Basel. Auf die dystopische Weltbetrachtung in ihrem soeben mit dem Schweizer Buchpreis ausgezeichneten Roman „GRM. Brainfuck“ ließ Sybille Berg am Samstag im Theater Basel eine bissige postfeministische Farce zum Untergang der Paarbeziehung folgen.

Das ist es also nun, was von uns Menschen übrig geblieben ist: puppenhafte Wesen mit gelber, grüner, blauer oder rosafarbener Haut. Avatare von dem, was Frau und Mann einst waren, als sie noch zu heterosexuellen Beziehungen fähig waren – sie im Hostessen-Look, er als Elvis-Abklatsch. Eingezwängt in Glasvitrinen mit Schlafzimmer-, Küchen-, Toiletten- oder Speisezimmer-Einrichtung, werden sie zur Schau gestellt.

„Ein wunderbarer Tag für einen Museumsbesuch“, wird erkundet, „ein prächtiger Tag, um sich mit Wehmut an die frühere Welt zu erinnern.“ Diese frühere Welt ist die Gegenwart der #MeToo-Ära, der Frauenstreik-Bewegung beziehungsweise der Realität, die diese Bewegungen zur Folge hatte. Und sie ist die Zeit vor 2500 Jahren, als Aristophanes mit Lysistrata eine Figur erfand, die zum Frauenstreik aufrief, um die Männer dazu zu nötigen, einen 20-jährigen Krieg zu beenden.

Auf diese erste Antikriegskomödie der Geschichte nimmt Sibylle Berg mit ihrer Auftragsarbeit für das Theater Basel Bezug. Als „Nachdichtung“ des antiken Stoffs wird das Stück „In den Gärten oder Lysistrata Teil 2“ angekündigt.

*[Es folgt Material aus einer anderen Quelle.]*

use std::time::Duration;

use serde::{Deserialize, Serialize};

use crate::error::{Error, Result};
use crate::store::StartPosition;

/// Poll timeout used while draining
pub const DEFAULT_DRAIN_POLL_TIMEOUT: Duration = Duration::from_millis(1000);

/// Poll timeout used by single reads
pub const DEFAULT_POLL_TIMEOUT: Duration = Duration::from_millis(200);

/// Tunables for a [`StreamReader`](super::StreamReader)
#[derive(Debug, Clone, PartialEq, Eq, Serialize, Deserialize)]
#[serde(default)]
pub struct ReaderOptions {
    /// How long each poll of a drain may wait
    pub drain_poll_timeout: Duration,

    /// How long a single read may wait
    pub poll_timeout: Duration,

    /// Consecutive polls without an event that end a drain
    ///
    /// `1` stops at the first empty poll. Larger values ride out short
    /// delays in the store at the cost of one extra timeout per drain.
    pub empty_polls_before_stop: u32,

    /// Where a newly created reader group starts
    pub start_position: StartPosition,
}

impl Default for ReaderOptions {
    fn default() -> Self {
        Self {
            drain_poll_timeout: DEFAULT_DRAIN_POLL_TIMEOUT,
            poll_timeout: DEFAULT_POLL_TIMEOUT,
            empty_polls_before_stop: 1,
            start_position: StartPosition::Earliest,
        }
    }
}

/// Everything needed to bring one reader online
///
/// # Example
///
/// ```
/// use std::time::Duration;
/// use pravega_kafka_adapter::reader::StreamReaderConfig;
///
/// let config = StreamReaderConfig::new("orders", "tcp://localhost:9090", "billing", "billing-1")
///     .with_stream("created")
///     .with_stream("cancelled")
///     .with_poll_timeout(Duration::from_millis(50));
///
/// assert_eq!(config.streams, vec!["created", "cancelled"]);
/// assert!(config.validate().is_ok());
/// ```
#[derive(Debug, Clone, PartialEq, Eq)]
pub struct StreamReaderConfig {
    pub scope: String,

    /// Stream names within the scope; duplicates are ignored
    pub streams: Vec<String>,

    pub controller_uri: String,
    pub reader_group_name: String,
    pub reader_id: String,
    pub options: ReaderOptions,
}

impl StreamReaderConfig {
    pub fn new(
        scope: impl Into<String>,
        controller_uri: impl Into<String>,
        reader_group_name: impl Into<String>,
        reader_id: impl Into<String>,
    ) -> Self {
        Self {
            scope: scope.into(),
            streams: Vec::new(),
            controller_uri: controller_uri.into(),
            reader_group_name: reader_group_name.into(),
            reader_id: reader_id.into(),
            options: ReaderOptions::default(),
        }
    }

    /// Add a stream (builder pattern)
    pub fn with_stream(mut self, stream: impl Into<String>) -> Self {
        let stream = stream.into();
        if !self.streams.contains(&stream) {
            self.streams.push(stream);
        }
        self
    }

    /// Add several streams (builder pattern)
    pub fn with_streams<I, S>(self, streams: I) -> Self
    where
        I: IntoIterator<Item = S>,
        S: Into<String>,
    {
        streams.into_iter().fold(self, |config, s| config.with_stream(s))
    }

    /// Replace all options (builder pattern)
    pub fn with_options(mut self, options: ReaderOptions) -> Self {
        self.options = options;
        self
    }

    /// Set the drain poll timeout (builder pattern)
    pub fn with_drain_poll_timeout(mut self, timeout: Duration) -> Self {
        self.options.drain_poll_timeout = timeout;
        self
    }

    /// Set the single-read poll timeout (builder pattern)
    pub fn with_poll_timeout(mut self, timeout: Duration) -> Self {
        self.options.poll_timeout = timeout;
        self
    }

    /// Set the drain stop rule (builder pattern)
    pub fn with_empty_polls_before_stop(mut self, polls: u32) -> Self {
        self.options.empty_polls_before_stop = polls;
        self
    }

    /// Set the start position (builder pattern)
    pub fn with_start_position(mut self, start_position: StartPosition) -> Self {
        self.options.start_position = start_position;
        self
    }

    /// Check that every mandatory field is present
    pub fn validate(&self) -> Result<()> {
        let required = [
            ("scope", &self.scope),
            ("controller URI", &self.controller_uri),
            ("reader group name", &self.reader_group_name),
            ("reader id", &self.reader_id),
        ];
        for (what, value) in required {
            if value.trim().is_empty() {
                return Err(Error::ConfigurationError(format!("Reader {} must not be empty", what)));
            }
        }

        if self.streams.is_empty() {
            return Err(Error::ConfigurationError(
                "Reader needs at least one stream".to_string(),
            ));
        }
        if self.streams.iter().any(|s| s.trim().is_empty()) {
            return Err(Error::ConfigurationError(
                "Reader stream names must not be empty".to_string(),
            ));
        }
        if self.options.empty_polls_before_stop == 0 {
            return Err(Error::ConfigurationError(
                "empty_polls_before_stop must be at least 1".to_string(),
            ));
        }

        Ok(())
    }
}
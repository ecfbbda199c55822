use std::fmt;

use crate::store::error::{StoreError, StoreResult};

/// Default controller port
pub const DEFAULT_CONTROLLER_PORT: u16 = 9090;

/// One controller address
#[derive(Debug, Clone, PartialEq, Eq)]
pub struct Endpoint {
    pub host: String,
    pub port: u16,
}

impl fmt::Display for Endpoint {
    fn fmt(&self, f: &mut fmt::Formatter<'_>) -> fmt::Result {
        if self.host.contains(':') {
            write!(f, "[{}]:{}", self.host, self.port)
        } else {
            write!(f, "{}:{}", self.host, self.port)
        }
    }
}

/// Connection settings for a store client
#[derive(Debug, Clone, PartialEq, Eq)]
pub struct ClientConfig {
    /// Controller addresses, in the order given
    pub endpoints: Vec<Endpoint>,

    /// Connect over TLS
    pub tls: bool,
}

impl ClientConfig {
    /// Parse a controller URI
    ///
    /// Format: `[tcp|tls|pravega]://host[:port][,host[:port]...]`. The scheme
    /// may be omitted so a plain Kafka `bootstrap.servers` list also works;
    /// ports default to 9090. IPv6 hosts must be bracketed (`[::1]:9090`) and
    /// are stored without the brackets.
    ///
    /// # Example
    ///
    /// ```
    /// use pravega_kafka_adapter::store::ClientConfig;
    ///
    /// let config = ClientConfig::from_controller_uri("tls://a:9091,b").unwrap();
    /// assert!(config.tls);
    /// assert_eq!(config.endpoints.len(), 2);
    /// assert_eq!(config.endpoints[1].port, 9090);
    /// ```
    pub fn from_controller_uri(uri: &str) -> StoreResult<Self> {
        let uri = uri.trim();
        let invalid = |reason: &str| StoreError::InvalidControllerUri(format!("{} ({})", uri, reason));

        let (tls, rest) = match uri.split_once("://") {
            Some(("tcp", rest)) | Some(("pravega", rest)) => (false, rest),
            Some(("tls", rest)) | Some(("ssl", rest)) => (true, rest),
            Some((scheme, _)) => return Err(invalid(&format!("unsupported scheme '{}'", scheme))),
            None => (false, uri),
        };

        // Tolerate a trailing slash on the last address
        let rest = rest.trim_end_matches('/');

        let mut endpoints = Vec::new();
        for address in rest.split(',') {
            let address = address.trim();
            if address.is_empty() {
                return Err(invalid("empty address"));
            }

            let parse_port = |port: &str| {
                port.parse::<u16>()
                    .map_err(|_| invalid(&format!("invalid port '{}'", port)))
            };

            let (host, port) = if let Some(bracketed) = address.strip_prefix('[') {
                let (host, after) = bracketed
                    .split_once(']')
                    .ok_or_else(|| invalid(&format!("unclosed '[' in '{}'", address)))?;
                let port = match after {
                    "" => DEFAULT_CONTROLLER_PORT,
                    _ => match after.strip_prefix(':') {
                        Some(port) => parse_port(port)?,
                        None => return Err(invalid(&format!("unexpected '{}' after host", after))),
                    },
                };
                (host, port)
            } else {
                match address.rsplit_once(':') {
                    Some((host, _)) if host.contains(':') => {
                        return Err(invalid(&format!("IPv6 host '{}' must be bracketed", address)))
                    }
                    Some((host, port)) => (host, parse_port(port)?),
                    None => (address, DEFAULT_CONTROLLER_PORT),
                }
            };

            if host.is_empty() || host.contains('/') {
                return Err(invalid(&format!("invalid host '{}'", host)));
            }

            endpoints.push(Endpoint {
                host: host.to_string(),
                port,
            });
        }

        Ok(Self { endpoints, tls })
    }
}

Doch außer dem Namen Lysistrata für das Frauenbild, das von fünf Schauspielerinnen verkörpert wird, hat Berg vom Ursprungsstoff nicht viel übrig gelassen. Hier geht es nicht mehr darum, einen Krieg der Armeen zu beenden, sondern darum, dem ewigen und letztlich ermüdenden Kampf zwischen den Geschlechtern ein Ende zu setzen. Zwischen Lysistrata, die sich auftakelt, um den Testosteron-getriebenen Begierden des Mannes – hier als dreifach anwesender „Bernd“ – zu genügen.

Gegen die Erwartung: Das starke Geschlecht will schwach sein

Berg lässt diesen Kampf anders ausarten, als man es vielleicht erwarten würde. Nicht die Frau schreitet zur Verweigerung, sondern der Mann. Das ehemals starke Geschlecht will schwach und nicht mehr ständig auf Geschlechtsverkehr aus sein, ja will schließlich gar keinen Sex mehr. Und die Frau merkt von all dem nichts. Der Mann stirbt aus, die Frau findet mit Sexspielzeugen endlich ihre Befriedigung, und der Nachwuchs wird in Kühlschränken gezeugt.

Berg hat diese Neudeutung in einer überbordenden Kalauerkaskade auf Papier gebracht, die sich zuweilen bis an die Grenze zur Albernheit emporschwingt. So sind Sätze zu lesen wie: „Ich paare mich und weiß genau, das Resultat ist immer mau.“ Alles in allem ist es aber ein ebenso hintersinnig komischer wie gnadenlos bissiger Blick auf das aneinander Vorbeileben der Geschlechter.

Regisseur Miloš Lolic packt die bissig-komische Kaskade in ein von einer Hyper-Künstlichkeit geprägtes Setting. Das Publikum wird von einem Dauerstakkato von Textfetzen bombardiert, die von den Schauspielerinnen und Schauspielern wie Pingpong-Bälle einander zugespielt werden, die von Chorpassagen zu Monologen und wieder zurückspringen.

Für etwas Entspannung zwischendurch sorgt einzig ein Musikerinnentrio mit Harfe, Violine und Saxofon, und ein männlicher Sopransänger, der aufkeimenden oder auch nur gespielten Orgasmen koloraturartigen Widerhall verleiht.

Bergs Textkaskade und die ausgesprochen temporeiche Umsetzung auf der Bühne führen die Zuschauer zuweilen an den Rand der Überforderung. Die Pointen folgen einander im Sekundentakt, so dass kaum Zeit zum erlösenden Lachen bleibt. Lolic und das bestechend präzise und lustvoll aufspielende Ensemble sorgen aber letztlich für ein höchst vergnügliches Erlebnis, das nach einer gewissen Erholungsphase nach dem Schlussapplaus womöglich sogar zum Nachdenken anzuregen vermag.